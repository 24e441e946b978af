//! SQLite persistence shared by every store in a session.
//!
//! One connection per process, serialized behind a mutex. Repos are free
//! functions over [`Database`].

use std::path::{Path, PathBuf};
use std::sync::{Arc, Mutex};
use std::time::Duration;

use rusqlite::Connection;

pub mod blob_repo;
pub mod error;
pub mod kv_repo;
pub mod migrations;

pub use error::DatabaseError;

/// How long a write waits on a lock held by another process.
const BUSY_TIMEOUT: Duration = Duration::from_secs(5);

/// Shared handle to the session database. Clones refer to the same
/// connection, so a write through one is seen by all.
#[derive(Clone)]
pub struct Database {
    conn: Arc<Mutex<Connection>>,
}

impl Database {
    /// Opens or creates the file at `path`, creating parent directories, and
    /// migrates it to the latest schema.
    pub fn open(path: &Path) -> Result<Self, DatabaseError> {
        if let Some(dir) = path.parent().filter(|d| !d.as_os_str().is_empty()) {
            std::fs::create_dir_all(dir).map_err(|source| DatabaseError::Io {
                path: dir.to_path_buf(),
                source,
            })?;
        }

        let conn = Connection::open(path)?;
        conn.busy_timeout(BUSY_TIMEOUT)?;
        conn.execute_batch("PRAGMA journal_mode=WAL;")?;
        let db = Self::prepare(conn)?;
        log::info!("Opened database {}", path.display());
        Ok(db)
    }

    /// Fresh migrated database that lives as long as the handle.
    pub fn open_in_memory() -> Result<Self, DatabaseError> {
        Self::prepare(Connection::open_in_memory()?)
    }

    fn prepare(conn: Connection) -> Result<Self, DatabaseError> {
        migrations::run_all(&conn)?;
        Ok(Self {
            conn: Arc::new(Mutex::new(conn)),
        })
    }

    /// Runs `f` with the connection locked.
    pub fn with_conn<F, T>(&self, f: F) -> Result<T, DatabaseError>
    where
        F: FnOnce(&Connection) -> Result<T, DatabaseError>,
    {
        let guard = self.conn.lock().map_err(|_| DatabaseError::LockPoisoned)?;
        f(&guard)
    }
}

/// `~/.restora/data/restora.db`, or `None` without a home directory.
pub fn default_database_path() -> Option<PathBuf> {
    let mut path = dirs::home_dir()?;
    path.extend([".restora", "data", "restora.db"]);
    Some(path)
}
//! Remote history source consumed by the reconciler.
//!
//! The wire types here are what the API sends, before any mapping into the
//! domain model (`history::model`). Timestamps arrive in seconds or
//! milliseconds and are normalized during mapping.

use async_trait::async_trait;
use serde::{Deserialize, Serialize};

pub mod error;
pub mod http;

pub use error::RemoteError;
pub use http::HttpHistoryClient;

/// Group metadata attached to every raw job.
#[derive(Debug, Clone, Default, PartialEq, Serialize, Deserialize)]
#[serde(rename_all = "camelCase")]
pub struct RawGroup {
    pub id: String,
    /// Model that produced the group; used for the allow-list filter.
    #[serde(default)]
    pub model_id: String,
    #[serde(default, skip_serializing_if = "Option::is_none")]
    pub model_name: Option<String>,
    /// "image" or "video".
    #[serde(default, skip_serializing_if = "Option::is_none")]
    pub content_type: Option<String>,
    /// Number of jobs the group was submitted with.
    #[serde(default, skip_serializing_if = "Option::is_none")]
    pub count: Option<u32>,
    #[serde(default, skip_serializing_if = "Option::is_none")]
    pub width: Option<u32>,
    #[serde(default, skip_serializing_if = "Option::is_none")]
    pub height: Option<u32>,
}

/// A job record as returned by the history endpoint.
#[derive(Debug, Clone, Default, PartialEq, Serialize, Deserialize)]
#[serde(rename_all = "camelCase")]
pub struct RawJob {
    pub id: String,
    pub group: RawGroup,
    pub status: String,
    /// Seconds or milliseconds since the epoch.
    #[serde(default, skip_serializing_if = "Option::is_none")]
    pub create_time: Option<i64>,
    /// Seconds or milliseconds since the epoch.
    #[serde(default, skip_serializing_if = "Option::is_none")]
    pub end_time: Option<i64>,
    #[serde(default)]
    pub nsfw_triggered: bool,
    #[serde(default, skip_serializing_if = "Option::is_none")]
    pub cancel_reason: Option<String>,
    /// Signed media URL, present once the job produced output.
    #[serde(default, skip_serializing_if = "Option::is_none")]
    pub output_url: Option<String>,
}

/// One page of history.
#[derive(Debug, Clone, Default, PartialEq, Serialize, Deserialize)]
#[serde(rename_all = "camelCase")]
pub struct HistoryPage {
    #[serde(default)]
    pub jobs: Vec<RawJob>,
    /// Offset of the next page, if the server reports one.
    #[serde(default, skip_serializing_if = "Option::is_none")]
    pub next_cursor: Option<u64>,
}

/// Paged history query plus the two delete endpoints.
///
/// All calls are best-effort from the reconciler's point of view; it decides
/// how a failure degrades.
#[async_trait]
pub trait RemoteHistory: Send + Sync {
    /// Fetches up to `limit` jobs starting at `cursor`.
    async fn fetch_page(&self, cursor: u64, limit: u32) -> error::Result<HistoryPage>;

    /// Deletes a single job from its group.
    async fn delete_job(&self, group_id: &str, job_id: &str) -> error::Result<()>;

    /// Deletes a whole group.
    async fn delete_group(&self, group_id: &str) -> error::Result<()>;
}
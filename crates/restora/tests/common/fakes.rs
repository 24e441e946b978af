//! In-memory stand-ins for the remote API and image downloads.

#![allow(dead_code)]

use std::collections::{HashMap, HashSet};
use std::sync::{Arc, Mutex};

use async_trait::async_trait;
use tokio::sync::Notify;

use restora::blob_cache::{FetchError, FetchedImage, ImageFetcher};
use restora::remote::error::Result as RemoteResult;
use restora::remote::{HistoryPage, RemoteError, RemoteHistory};

/// How a delete endpoint answers.
#[derive(Debug, Clone, Copy, PartialEq, Eq)]
pub enum DeleteMode {
    /// Succeeds the first time, answers not-found afterwards.
    Normal,
    /// Always fails with a server error.
    Fail,
}

#[derive(Default)]
struct HistoryState {
    pages: HashMap<u64, Result<HistoryPage, String>>,
    gates: HashMap<u64, Arc<Notify>>,
    requests: Vec<u64>,
    deleted_jobs: HashSet<String>,
    deleted_groups: HashSet<String>,
    job_delete_calls: Vec<(String, String)>,
}

/// Remote history serving scripted pages per cursor.
///
/// A cursor can be gated: the next request for it blocks until the gate is
/// opened, which lets tests interleave concurrent fetches deterministically.
pub struct ScriptedHistory {
    state: Mutex<HistoryState>,
    job_delete_mode: Mutex<DeleteMode>,
    group_delete_mode: Mutex<DeleteMode>,
}

impl Default for ScriptedHistory {
    fn default() -> Self {
        Self {
            state: Mutex::new(HistoryState::default()),
            job_delete_mode: Mutex::new(DeleteMode::Normal),
            group_delete_mode: Mutex::new(DeleteMode::Normal),
        }
    }
}

impl ScriptedHistory {
    pub fn new() -> Arc<Self> {
        Arc::new(Self::default())
    }

    pub fn set_page(&self, cursor: u64, page: HistoryPage) {
        self.state.lock().unwrap().pages.insert(cursor, Ok(page));
    }

    pub fn fail_page(&self, cursor: u64, message: &str) {
        self.state
            .lock()
            .unwrap()
            .pages
            .insert(cursor, Err(message.to_string()));
    }

    /// Blocks the next request for `cursor` until the returned gate is
    /// notified.
    pub fn gate(&self, cursor: u64) -> Arc<Notify> {
        let gate = Arc::new(Notify::new());
        self.state
            .lock()
            .unwrap()
            .gates
            .insert(cursor, Arc::clone(&gate));
        gate
    }

    /// Cursors requested so far, in order.
    pub fn requests(&self) -> Vec<u64> {
        self.state.lock().unwrap().requests.clone()
    }

    pub fn request_count(&self, cursor: u64) -> usize {
        self.requests().iter().filter(|c| **c == cursor).count()
    }

    /// Yields until a request for `cursor` has arrived `times` times.
    pub async fn wait_for_request(&self, cursor: u64, times: usize) {
        for _ in 0..10_000 {
            if self.request_count(cursor) >= times {
                return;
            }
            tokio::task::yield_now().await;
        }
        panic!("request for cursor {cursor} never arrived");
    }

    pub fn set_job_delete_mode(&self, mode: DeleteMode) {
        *self.job_delete_mode.lock().unwrap() = mode;
    }

    pub fn set_group_delete_mode(&self, mode: DeleteMode) {
        *self.group_delete_mode.lock().unwrap() = mode;
    }

    pub fn job_delete_calls(&self) -> Vec<(String, String)> {
        self.state.lock().unwrap().job_delete_calls.clone()
    }
}

#[async_trait]
impl RemoteHistory for ScriptedHistory {
    async fn fetch_page(&self, cursor: u64, _limit: u32) -> RemoteResult<HistoryPage> {
        let gate = {
            let mut state = self.state.lock().unwrap();
            state.requests.push(cursor);
            state.gates.remove(&cursor)
        };
        if let Some(gate) = gate {
            gate.notified().await;
        }

        let state = self.state.lock().unwrap();
        match state.pages.get(&cursor) {
            Some(Ok(page)) => Ok(page.clone()),
            Some(Err(message)) => Err(RemoteError::Status {
                status: 503,
                body: message.clone(),
            }),
            None => Ok(HistoryPage::default()),
        }
    }

    async fn delete_job(&self, group_id: &str, job_id: &str) -> RemoteResult<()> {
        let mode = *self.job_delete_mode.lock().unwrap();
        let mut state = self.state.lock().unwrap();
        state
            .job_delete_calls
            .push((group_id.to_string(), job_id.to_string()));
        match mode {
            DeleteMode::Fail => Err(RemoteError::Status {
                status: 500,
                body: "internal error".to_string(),
            }),
            DeleteMode::Normal => {
                if state.deleted_jobs.insert(job_id.to_string()) {
                    Ok(())
                } else {
                    Err(RemoteError::NotFound(format!("job {}", job_id)))
                }
            }
        }
    }

    async fn delete_group(&self, group_id: &str) -> RemoteResult<()> {
        let mode = *self.group_delete_mode.lock().unwrap();
        let mut state = self.state.lock().unwrap();
        match mode {
            DeleteMode::Fail => Err(RemoteError::Transport("connection reset".to_string())),
            DeleteMode::Normal => {
                if state.deleted_groups.insert(group_id.to_string()) {
                    Ok(())
                } else {
                    Err(RemoteError::NotFound(format!("group {}", group_id)))
                }
            }
        }
    }
}

/// Image fetcher serving bytes from a map; unknown URLs fail with 403.
#[derive(Default)]
pub struct MemoryImageFetcher {
    images: Mutex<HashMap<String, Vec<u8>>>,
    calls: Mutex<Vec<String>>,
}

impl MemoryImageFetcher {
    pub fn new() -> Arc<Self> {
        Arc::new(Self::default())
    }

    pub fn serve(&self, url: &str, bytes: Vec<u8>) {
        self.images.lock().unwrap().insert(url.to_string(), bytes);
    }

    pub fn calls(&self) -> Vec<String> {
        self.calls.lock().unwrap().clone()
    }
}

#[async_trait]
impl ImageFetcher for MemoryImageFetcher {
    async fn fetch(&self, url: &str) -> Result<FetchedImage, FetchError> {
        self.calls.lock().unwrap().push(url.to_string());
        match self.images.lock().unwrap().get(url) {
            Some(bytes) => Ok(FetchedImage {
                bytes: bytes.clone(),
                content_type: None,
            }),
            None => Err(FetchError::Status {
                url: url.to_string(),
                status: 403,
            }),
        }
    }
}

━━━━━━━━━━━━━━━━━━━━

Activity:
Scan the material above for the string "every". Return each line where it occurs.

Answer for this exercise:
//! SQLite persistence shared by every store in a session.
/// Group metadata attached to every raw job.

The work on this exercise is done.